In the event of an alleged infringement through online advertising, the proprietor of a EU trade mark may bring an infringement action against a third party before the national trade mark court where the target audience of the infringing online advertisement is located.
The present case concerns an action for infringement of a Union trade mark against a third party who has used signs identical to or similar to that EU trade mark in online advertisements. The action was brought before a court in the United Kingdom, which held that it lacked jurisdiction to hear the action, considering that the court having territorial jurisdiction is the court of the place where the third party took the decision advertise and offer for sale on that website and took steps to implement that decision.

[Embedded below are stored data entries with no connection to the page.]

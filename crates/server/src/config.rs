/// 配置管理

use serde::Deserialize;

use common::models::constants::DEFAULT_SERVER_PORT;

#[derive(Debug, Clone, Deserialize)]
pub struct Config {
    pub server_port: u16,
    pub log_level: String,
}

impl Config {
    /// 从环境变量加载配置
    pub fn from_env() -> anyhow::Result<Self> {
        let server_port = std::env::var("SERVER_PORT")
            .unwrap_or_else(|_| DEFAULT_SERVER_PORT.to_string())
            .parse()?;

        let log_level = std::env::var("LOG_LEVEL")
            .unwrap_or_else(|_| "debug".to_string());

        Ok(Self {
            server_port,
            log_level,
        })
    }
}
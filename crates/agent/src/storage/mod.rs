/// 存储管理
///
/// 按 Windows 版本隔离的存储目录

pub mod resolver;

pub use resolver::{normalize_version, VersionResolver, VersionTable};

Article 97(1) of Regulation (EC) No 207/2009 (old) stated that in trade mark infringement proceedings, the courts of the Member State in which the defendant is domiciled or the Member State in which he has an establishment shall have jurisdiction. Paragraph 5 of this Article states that trademark infringement proceedings - with the exception of actions for a declaration of non-infringement - may also be brought in the courts of the Member State in which the act of infringement has been committed. This Regulation has been replaced by 2017/1001 and Article 97 corresponds to Article 125. This article concerns actions each of which relates to acts of infringement committed within a single Member State.

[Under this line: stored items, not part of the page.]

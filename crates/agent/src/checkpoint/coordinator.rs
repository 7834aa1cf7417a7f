/// 检查点协调器
///
/// 状态机：pending → confirmed | rolled_back | expired，每个检查点只迁移一次。
/// 进入 pending 时挂上一个可取消的超时任务；确认或手动回滚会取消它，
/// 任务到期未被取消则自动回滚并回放变更前快照。

use std::collections::HashMap;
use std::sync::Arc;
use std::time::Duration;

use async_trait::async_trait;
use chrono::Utc;
use tokio::sync::RwLock;
use tokio_util::sync::CancellationToken;
use tracing::{debug, error, info, warn};

use common::models::{
    ChangeKind, Checkpoint, CheckpointSnapshot, CheckpointState, CheckpointSummary,
    MonitoringMode, RollbackRecord,
};
use common::utils::{days_ago, generate_id};
use common::{Error, Result};

use super::probe::HealthProbe;
use super::store::CheckpointStore;

/// 回放快照（撤销受保护的变更并恢复之前的状态）
#[async_trait]
pub trait SnapshotRestorer: Send + Sync + 'static {
    async fn restore(&self, checkpoint: &Checkpoint) -> Result<()>;
}

/// 创建检查点所需的参数
#[derive(Debug, Clone)]
pub struct NewCheckpoint {
    pub deployment: String,
    pub change_kind: ChangeKind,
    /// 为空时按变更类型取默认值
    pub timeout_secs: Option<u64>,
    pub monitoring: MonitoringMode,
    pub snapshot: CheckpointSnapshot,
}

struct Entry {
    checkpoint: Checkpoint,
    cancel: CancellationToken,
    /// 已进入 rolled_back，快照仍在回放
    restoring: bool,
}

struct Inner {
    entries: RwLock<HashMap<String, Entry>>,
    store: Option<CheckpointStore>,
    restorer: Arc<dyn SnapshotRestorer>,
    probe_interval: Duration,
    failure_threshold: u32,
}

#[derive(Clone)]
pub struct CheckpointCoordinator {
    inner: Arc<Inner>,
}

impl CheckpointCoordinator {
    pub fn new(
        restorer: Arc<dyn SnapshotRestorer>,
        store: Option<CheckpointStore>,
        probe_interval: Duration,
        failure_threshold: u32,
    ) -> Self {
        Self {
            inner: Arc::new(Inner {
                entries: RwLock::new(HashMap::new()),
                store,
                restorer,
                probe_interval: probe_interval.max(Duration::from_secs(1)),
                failure_threshold: failure_threshold.max(1),
            }),
        }
    }

    /// 创建检查点并启动超时任务
    pub async fn create(&self, new: NewCheckpoint) -> Result<Checkpoint> {
        let timeout_secs = new
            .timeout_secs
            .unwrap_or_else(|| new.change_kind.default_timeout_secs());

        let checkpoint = Checkpoint {
            id: generate_id(),
            deployment: new.deployment,
            created_at: Utc::now(),
            timeout_secs,
            monitoring: new.monitoring,
            change_kind: new.change_kind,
            state: CheckpointState::Pending,
            resolved_at: None,
            note: None,
            snapshot: new.snapshot,
        };

        if let Some(store) = &self.inner.store {
            store.create(&checkpoint).await?;
        }

        let cancel = CancellationToken::new();
        self.inner.entries.write().await.insert(
            checkpoint.id.clone(),
            Entry {
                checkpoint: checkpoint.clone(),
                cancel: cancel.clone(),
                restoring: false,
            },
        );

        let inner = self.inner.clone();
        let id = checkpoint.id.clone();
        tokio::spawn(async move {
            tokio::select! {
                biased;
                _ = cancel.cancelled() => {
                    debug!("检查点 {} 的超时任务已取消", id);
                }
                _ = tokio::time::sleep(Duration::from_secs(timeout_secs)) => {
                    warn!("检查点 {} 超时未确认，开始自动回滚", id);
                    auto_rollback(&inner, &id, "超时未确认").await;
                }
            }
        });

        info!(
            "📌 检查点已创建: {} (部署 {}, 超时 {}s, 监控 {:?})",
            checkpoint.id, checkpoint.deployment, timeout_secs, checkpoint.monitoring
        );
        Ok(checkpoint)
    }

    /// 在 pending 期间周期性探测，连续失败达到阈值即自动回滚
    pub async fn start_monitoring(&self, id: &str, probe: Arc<dyn HealthProbe>) -> Result<()> {
        let cancel = {
            let entries = self.inner.entries.read().await;
            let entry = entries
                .get(id)
                .ok_or_else(|| Error::NotFound(format!("检查点 {}", id)))?;
            ensure_pending(&entry.checkpoint)?;
            entry.cancel.clone()
        };

        let inner = self.inner.clone();
        let id = id.to_string();
        info!("开始监控检查点 {} (探测: {})", id, probe.name());

        tokio::spawn(async move {
            let mut failures = 0u32;
            let mut ticker = tokio::time::interval(inner.probe_interval);
            // interval 的第一次 tick 立即返回，跳过它给服务一个启动间隔
            ticker.tick().await;

            loop {
                tokio::select! {
                    biased;
                    _ = cancel.cancelled() => break,
                    _ = ticker.tick() => {}
                }

                if probe.check().await {
                    failures = 0;
                    continue;
                }

                failures += 1;
                warn!(
                    "检查点 {} 探测 {} 失败 ({}/{})",
                    id,
                    probe.name(),
                    failures,
                    inner.failure_threshold
                );
                if failures >= inner.failure_threshold {
                    let reason = format!("{} 连续 {} 次探测失败", probe.name(), failures);
                    auto_rollback(&inner, &id, &reason).await;
                    break;
                }
            }
        });
        Ok(())
    }

    /// 确认变更
    pub async fn confirm(&self, id: &str) -> Result<Checkpoint> {
        let checkpoint = {
            let mut entries = self.inner.entries.write().await;
            let entry = entries
                .get_mut(id)
                .ok_or_else(|| Error::NotFound(format!("检查点 {}", id)))?;
            ensure_pending(&entry.checkpoint)?;

            entry.checkpoint.state = CheckpointState::Confirmed;
            entry.checkpoint.resolved_at = Some(Utc::now());
            entry.cancel.cancel();
            entry.checkpoint.clone()
        };

        persist(&self.inner, &checkpoint).await;
        info!("✅ 检查点已确认: {}", id);
        Ok(checkpoint)
    }

    /// 手动回滚
    pub async fn rollback(&self, id: &str, reason: &str) -> Result<Checkpoint> {
        let checkpoint = take_for_rollback(&self.inner, id, reason).await?;
        warn!("检查点 {} 手动回滚: {}", id, reason);

        match self.inner.restorer.restore(&checkpoint).await {
            Ok(()) => {
                finish_rollback(&self.inner, &checkpoint, reason, false, None).await;
                info!("检查点 {} 回滚完成", id);
                self.status(id).await
            }
            Err(e) => {
                error!("检查点 {} 回滚失败: {}", id, e);
                finish_rollback(&self.inner, &checkpoint, reason, false, Some(e.to_string())).await;
                Err(e)
            }
        }
    }

    /// 查询检查点（内存优先，其次持久化记录）
    pub async fn status(&self, id: &str) -> Result<Checkpoint> {
        if let Some(entry) = self.inner.entries.read().await.get(id) {
            return Ok(entry.checkpoint.clone());
        }
        match &self.inner.store {
            Some(store) => store.load(id).await,
            None => Err(Error::NotFound(format!("检查点 {}", id))),
        }
    }

    /// 该部署当前是否有未决或正在回放的检查点
    pub async fn active_for(&self, deployment: &str) -> Option<Checkpoint> {
        self.inner
            .entries
            .read()
            .await
            .values()
            .find(|e| {
                e.checkpoint.deployment == deployment
                    && (e.restoring || !e.checkpoint.state.is_resolved())
            })
            .map(|e| e.checkpoint.clone())
    }

    pub async fn history(&self, days: Option<i64>) -> Result<Vec<CheckpointSummary>> {
        if let Some(store) = &self.inner.store {
            return store.history(days).await;
        }

        let cutoff = days.map(|d| days_ago(d, "days")).transpose()?;
        let mut history: Vec<CheckpointSummary> = self
            .inner
            .entries
            .read()
            .await
            .values()
            .map(|e| e.checkpoint.summary())
            .filter(|s| cutoff.map_or(true, |c| s.created_at >= c))
            .collect();
        history.sort_by(|a, b| b.created_at.cmp(&a.created_at));
        Ok(history)
    }

    /// 清理旧检查点（内存中已结束的条目一并移除）
    pub async fn cleanup(&self, days_to_keep: i64) -> Result<usize> {
        let cutoff = days_ago(days_to_keep, "days_to_keep")?;
        let mut removed = 0;
        self.inner.entries.write().await.retain(|_, e| {
            let keep = e.restoring
                || !e.checkpoint.state.is_resolved()
                || e.checkpoint.created_at >= cutoff;
            if !keep {
                removed += 1;
            }
            keep
        });

        match &self.inner.store {
            Some(store) => store.cleanup(days_to_keep).await,
            None => Ok(removed),
        }
    }
}

fn ensure_pending(checkpoint: &Checkpoint) -> Result<()> {
    if checkpoint.state.is_resolved() {
        return Err(Error::CheckpointState {
            checkpoint_id: checkpoint.id.clone(),
            state: checkpoint.state,
        });
    }
    Ok(())
}

/// 在写锁内完成 pending → rolled_back，保证只发生一次
async fn take_for_rollback(inner: &Inner, id: &str, reason: &str) -> Result<Checkpoint> {
    let mut entries = inner.entries.write().await;
    let entry = entries
        .get_mut(id)
        .ok_or_else(|| Error::NotFound(format!("检查点 {}", id)))?;
    ensure_pending(&entry.checkpoint)?;

    entry.checkpoint.state = CheckpointState::RolledBack;
    entry.checkpoint.resolved_at = Some(Utc::now());
    entry.checkpoint.note = Some(reason.to_string());
    entry.restoring = true;
    entry.cancel.cancel();
    Ok(entry.checkpoint.clone())
}

/// 自动回滚；检查点已被处理时静默返回
async fn auto_rollback(inner: &Inner, id: &str, reason: &str) {
    let checkpoint = match take_for_rollback(inner, id, reason).await {
        Ok(cp) => cp,
        Err(e) => {
            debug!("跳过自动回滚 {}: {}", id, e);
            return;
        }
    };

    match inner.restorer.restore(&checkpoint).await {
        Ok(()) => {
            info!("检查点 {} 自动回滚完成", id);
            finish_rollback(inner, &checkpoint, reason, true, None).await;
        }
        Err(e) => {
            error!("检查点 {} 自动回滚失败: {}", id, e);
            finish_rollback(inner, &checkpoint, reason, true, Some(e.to_string())).await;
        }
    }
}

async fn finish_rollback(
    inner: &Inner,
    checkpoint: &Checkpoint,
    reason: &str,
    automatic: bool,
    failure: Option<String>,
) {
    let updated = {
        let mut entries = inner.entries.write().await;
        entries.get_mut(&checkpoint.id).map(|entry| {
            entry.restoring = false;
            if let Some(err) = &failure {
                entry.checkpoint.note = Some(format!("{}; 回滚失败: {}", reason, err));
                // 自动回滚未完成：截止时间已过但状态没有恢复
                if automatic {
                    entry.checkpoint.state = CheckpointState::Expired;
                }
            }
            entry.checkpoint.clone()
        })
    };

    if let Some(cp) = &updated {
        persist(inner, cp).await;
    }

    if let Some(store) = &inner.store {
        let record = RollbackRecord {
            checkpoint_id: checkpoint.id.clone(),
            reason: reason.to_string(),
            automatic,
            success: failure.is_none(),
            error: failure,
            rolled_back_at: Utc::now(),
        };
        if let Err(e) = store.record_rollback(&record).await {
            warn!("写入回滚记录失败 {}: {}", checkpoint.id, e);
        }
    }
}

async fn persist(inner: &Inner, checkpoint: &Checkpoint) {
    if let Some(store) = &inner.store {
        if let Err(e) = store.update(checkpoint).await {
            warn!("检查点 {} 状态持久化失败: {}", checkpoint.id, e);
        }
    }
}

The Court holds that, where the infringing acts consist in the electronic display of advertisements and offers to sell for goods bearing a sign infringing a EU trade mark, it must be held that those acts were committed in the territory where the target group of the advertisements is located, even that the products that are the subjects of these advertisements and offers for sale are located elsewhere. If the wording 'Member Stat in which the act of infringement has been committed' is interpreted as meaning that it refers to the courts of the Member State in which the display of the (online) advertisements and offers for sale are activated have exclusive jurisdiction, no proceedings are open to the proprietors of infringed EU marks before any other alternative forum. In order to prevent those proprietors of infringed EU trade marks from resorting an alternative forum, the infringer would have to do no more than ensure that the territory where the advertising and offers were placed online corresponds to that in which the infringers are established. In addition, the applicant may also find it excessively difficult, if not impossible, to ascertain where the defendant took the decisions and technical steps to have his advertisements and sales offers activated.